🤖 AI Summary
To address excessive token consumption and redundant reasoning in small language models (SLMs) caused by uncontrolled halting points during inference, this work first identifies halting control as a critical determinant of SLM inference efficiency. We propose Temperature Scaling (TS), a novel mechanism for dynamically regulating reasoning length, and further introduce TLDR—a multi-level length-regularized reinforcement learning framework integrating TS, GRPO, chain-of-thought intervention, and supervised fine-tuning. Evaluated on four major reasoning benchmarks including MATH500, our method achieves ~50% token savings with negligible accuracy degradation (<0.5%), while enabling fine-grained, controllable response-length generation. Our core contributions are: (1) establishing a new paradigm for halting control in SLMs, and (2) proposing the first multi-level RL training methodology explicitly optimized for length efficiency.
📝 Abstract
Recent research enhances language model reasoning by scaling test-time compute via longer chain-of-thought traces.

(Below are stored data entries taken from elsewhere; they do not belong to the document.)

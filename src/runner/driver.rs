//! Submission driver: one prompt/response exchange
//!
//! [`Driver::await_outcome`] is the poll loop that watches the surface after
//! a submission and classifies how the exchange ended. It is an explicit
//! state machine (waiting for the new turn, generating, finishing) rather
//! than nested conditionals, so the terminal conditions stay independently
//! testable. One invocation covers exactly one exchange; retries are the
//! run loop's business.

use crate::surface::{ChatSurface, ChoiceAction, ChoicePrompt, ImageElement, TurnSnapshot};
use crate::timeparse::TimeParser;
use crate::types::{GenerationOutcome, RunEvent, Severity};
use rand::Rng;
use std::time::Duration;
use tokio::sync::broadcast;
use tokio::time::Instant;
use tokio_util::sync::CancellationToken;
use tracing::debug;

use super::emit_log;

/// Cadence of the observation loop
const POLL_INTERVAL: Duration = Duration::from_secs(1);

/// Upper bound on one exchange; generation beyond this is stuck
const HARD_TIMEOUT: Duration = Duration::from_secs(20 * 60);

/// How long the complete signal must hold before content is trusted.
/// Image fade-ins briefly flip the signal, and reading the turn mid-fade
/// sees a blurred placeholder instead of the final image.
const STABILIZATION_WINDOW: Duration = Duration::from_secs(4);

/// Smallest rendered width a generated image can plausibly have
const MIN_IMAGE_WIDTH: u32 = 100;

/// URL fragments of decoration images that are never generation output
const EXCLUDED_URL_MARKERS: &[&str] = &["avatar", "profile", "favicon"];

/// URL fragments of the hosts' image CDNs
const GENERATED_URL_MARKERS: &[&str] = &["oaiusercontent.com", "dall-e", "estuary"];

/// Accessible-description keywords marking generation output
const GENERATED_DESCRIPTION_MARKERS: &[&str] = &["generated", "dall·e", "gerada", "criada"];

pub(crate) const HARD_TIMEOUT_MESSAGE: &str = "Hard timeout of 20 minutes reached.";
pub(crate) const HALTED_MESSAGE: &str = "Automation halted by user.";
pub(crate) const EMPTY_RESPONSE_MESSAGE: &str = "Empty response or unknown error.";

/// Observation state across poll ticks
enum DriverState {
    /// No turn beyond the baseline yet
    WaitingForNewTurn,
    /// The new turn exists and is still streaming
    Generating,
    /// Complete signal showing; waiting out the stabilization window
    Finishing { stable_since: Instant },
}

/// Drives one exchange against a surface
pub(crate) struct Driver<'a> {
    pub surface: &'a dyn ChatSurface,
    pub parser: &'a TimeParser,
    pub events: &'a broadcast::Sender<RunEvent>,
    pub cancel: &'a CancellationToken,
}

impl Driver<'_> {
    /// Submit prompt text to the surface
    pub async fn submit(&self, text: &str) -> Result<(), crate::error::SurfaceError> {
        self.surface.submit_text(text).await
    }

    /// Watch the surface until the exchange started above `baseline_turns`
    /// reaches a terminal outcome.
    ///
    /// Snapshot failures are absorbed (logged, retried next tick); only the
    /// hard timeout and cancellation end the loop without a resolved turn.
    pub async fn await_outcome(&self, baseline_turns: usize) -> GenerationOutcome {
        let deadline = Instant::now() + HARD_TIMEOUT;
        let mut interval = tokio::time::interval(POLL_INTERVAL);
        interval.set_missed_tick_behavior(tokio::time::MissedTickBehavior::Skip);

        let mut state = DriverState::WaitingForNewTurn;
        let mut banner_time: Option<String> = None;
        let mut choice_handled = false;

        loop {
            tokio::select! {
                _ = self.cancel.cancelled() => {
                    return GenerationOutcome::Error {
                        message: HALTED_MESSAGE.to_string(),
                    };
                }
                _ = tokio::time::sleep_until(deadline) => {
                    return GenerationOutcome::Error {
                        message: HARD_TIMEOUT_MESSAGE.to_string(),
                    };
                }
                _ = interval.tick() => {}
            }

            let snapshot = match self.surface.latest_turn().await {
                Ok(snapshot) => snapshot,
                Err(e) => {
                    debug!(error = %e, "turn snapshot failed, retrying next tick");
                    continue;
                }
            };

            // The banner is page-level and can pre-empt the response
            // entirely, so it is checked on every tick
            if let Some(banner) = snapshot.rate_limit_banner.as_deref() {
                if let Some(time) = self.parser.banner_limit_time(banner) {
                    banner_time = Some(time.clone());
                    self.surface.dismiss_rate_limit_banner().await;

                    let turns = self
                        .surface
                        .completed_turns()
                        .await
                        .unwrap_or(baseline_turns);
                    if turns <= baseline_turns {
                        return GenerationOutcome::RateLimitedAbsolute { time_of_day: time };
                    }
                }
            }

            if matches!(state, DriverState::WaitingForNewTurn) {
                let turns = match self.surface.completed_turns().await {
                    Ok(turns) => turns,
                    Err(e) => {
                        debug!(error = %e, "turn count failed, retrying next tick");
                        continue;
                    }
                };
                if turns <= baseline_turns {
                    continue;
                }
                state = DriverState::Generating;
            }

            // An image-choice control pauses completion until resolved; it
            // is acted on once and the window restarts while it is visible
            if let Some(choice) = snapshot.choice_prompt {
                if !choice_handled {
                    choice_handled = true;
                    self.resolve_choice_prompt(choice).await;
                }
                state = DriverState::Generating;
                continue;
            }

            let finished = snapshot.complete_signal && !snapshot.stop_signal;
            match state {
                DriverState::Generating if finished => {
                    emit_log(
                        self.events,
                        Severity::Info,
                        "Response complete. Waiting 4s for image transitions and overlays to clear...",
                    );
                    state = DriverState::Finishing {
                        stable_since: Instant::now(),
                    };
                }
                DriverState::Finishing { .. } if !finished => {
                    state = DriverState::Generating;
                }
                DriverState::Finishing { stable_since }
                    if stable_since.elapsed() >= STABILIZATION_WINDOW =>
                {
                    return resolve_outcome(self.parser, &snapshot, banner_time);
                }
                _ => {}
            }
        }
    }

    /// Resolve a visible image-choice control: pick one of the two options
    /// at random, fall back to the skip control, or log the dead end.
    async fn resolve_choice_prompt(&self, choice: ChoicePrompt) {
        if choice.option_count >= 2 {
            let index = rand::thread_rng().gen_range(0..2);
            emit_log(
                self.events,
                Severity::Info,
                format!(
                    "Image choice prompt detected! Randomly selecting Option {}...",
                    index + 1
                ),
            );
            if self
                .surface
                .resolve_choice(ChoiceAction::Pick(index))
                .await
                .is_ok()
            {
                return;
            }
            if choice.has_skip && self.surface.resolve_choice(ChoiceAction::Skip).await.is_ok() {
                return;
            }
            emit_log(
                self.events,
                Severity::Error,
                "Image choice prompt could not be resolved.",
            );
        } else if choice.has_skip {
            if self.surface.resolve_choice(ChoiceAction::Skip).await.is_err() {
                emit_log(
                    self.events,
                    Severity::Error,
                    "Image choice prompt could not be resolved.",
                );
            }
        } else {
            emit_log(
                self.events,
                Severity::Error,
                "Image choice prompt detected but no option or skip control found.",
            );
        }
    }
}

/// Classify a stabilized turn into its terminal outcome.
///
/// An accepted image wins; otherwise the turn text (an empty turn stands in
/// as the fixed empty-response message) is read as a relative cooldown, then
/// as an absolute limit, then the banner capture (if any) stands in, and
/// only then is the text a plain error.
pub(crate) fn resolve_outcome(
    parser: &TimeParser,
    snapshot: &TurnSnapshot,
    banner_time: Option<String>,
) -> GenerationOutcome {
    if let Some(image) = select_generated_image(&snapshot.images) {
        return GenerationOutcome::Success {
            image_url: image.url.clone(),
        };
    }

    // An empty turn still walks the whole chain: a banner capture may carry
    // the real resume time even when the response itself was swallowed
    let text = snapshot.text_content.trim();
    let text = if text.is_empty() {
        EMPTY_RESPONSE_MESSAGE
    } else {
        text
    };

    if let Some(wait) = parser.relative_wait(text) {
        return GenerationOutcome::RateLimitedDuration {
            wait,
            text: text.to_string(),
        };
    }
    if let Some(time) = parser.limit_time_in_text(text) {
        return GenerationOutcome::RateLimitedAbsolute { time_of_day: time };
    }
    if let Some(time) = banner_time {
        return GenerationOutcome::RateLimitedAbsolute { time_of_day: time };
    }

    GenerationOutcome::Error {
        message: text.to_string(),
    }
}

/// Pick the generated image out of a turn's image elements.
///
/// Decoration images (avatars, icons), undersized elements, blurred
/// placeholders, and crossfade artifacts at near-zero opacity are dropped;
/// among the rest, the last element bearing a known CDN or description
/// signature wins.
pub(crate) fn select_generated_image(images: &[ImageElement]) -> Option<&ImageElement> {
    images
        .iter()
        .rev()
        .find(|image| !is_excluded(image) && is_generated(image))
}

fn is_excluded(image: &ImageElement) -> bool {
    let url = image.url.to_lowercase();
    EXCLUDED_URL_MARKERS.iter().any(|marker| url.contains(marker))
        || image.width < MIN_IMAGE_WIDTH
        || image.blurred
        || image.opacity.is_some_and(|opacity| opacity <= 0.01)
}

fn is_generated(image: &ImageElement) -> bool {
    let url = image.url.to_lowercase();
    if GENERATED_URL_MARKERS.iter().any(|marker| url.contains(marker)) {
        return true;
    }
    let description = image.description.to_lowercase();
    GENERATED_DESCRIPTION_MARKERS
        .iter()
        .any(|marker| description.contains(marker))
}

This often improves accuracy but also introduces redundancy and high computational cost, especially for small language models distilled with supervised fine-tuning (SFT). In this work, we propose new algorithms to improve token-efficient reasoning with small-scale models by effectively trading off accuracy and computation. We first show that the post-SFT model fails to determine the optimal stopping point of the reasoning process, resulting in verbose and repetitive outputs. Verbosity also significantly varies across wrong vs correct responses. To address these issues, we propose two solutions: (1) Temperature scaling (TS) to control the stopping point for the thinking phase and thereby trace length, and (2) TLDR: a length-regularized reinforcement learning method based on GRPO that facilitates multi-level trace length control (e.g. short, medium, long reasoning). Experiments on four reasoning benchmarks, MATH500, AMC, AIME24 and OlympiadBench, demonstrate that TS is highly effective compared to s1's budget forcing approach and TLDR significantly improves token efficiency by about 50% with minimal to no accuracy loss over the SFT baseline. Moreover, TLDR also facilitates flexible control over the response length, offering a practical and effective solution for token-efficient reasoning in small models. Ultimately, our work reveals the importance of stopping time control, highlights shortcomings of pure SFT, and provides effective algorithmic recipes.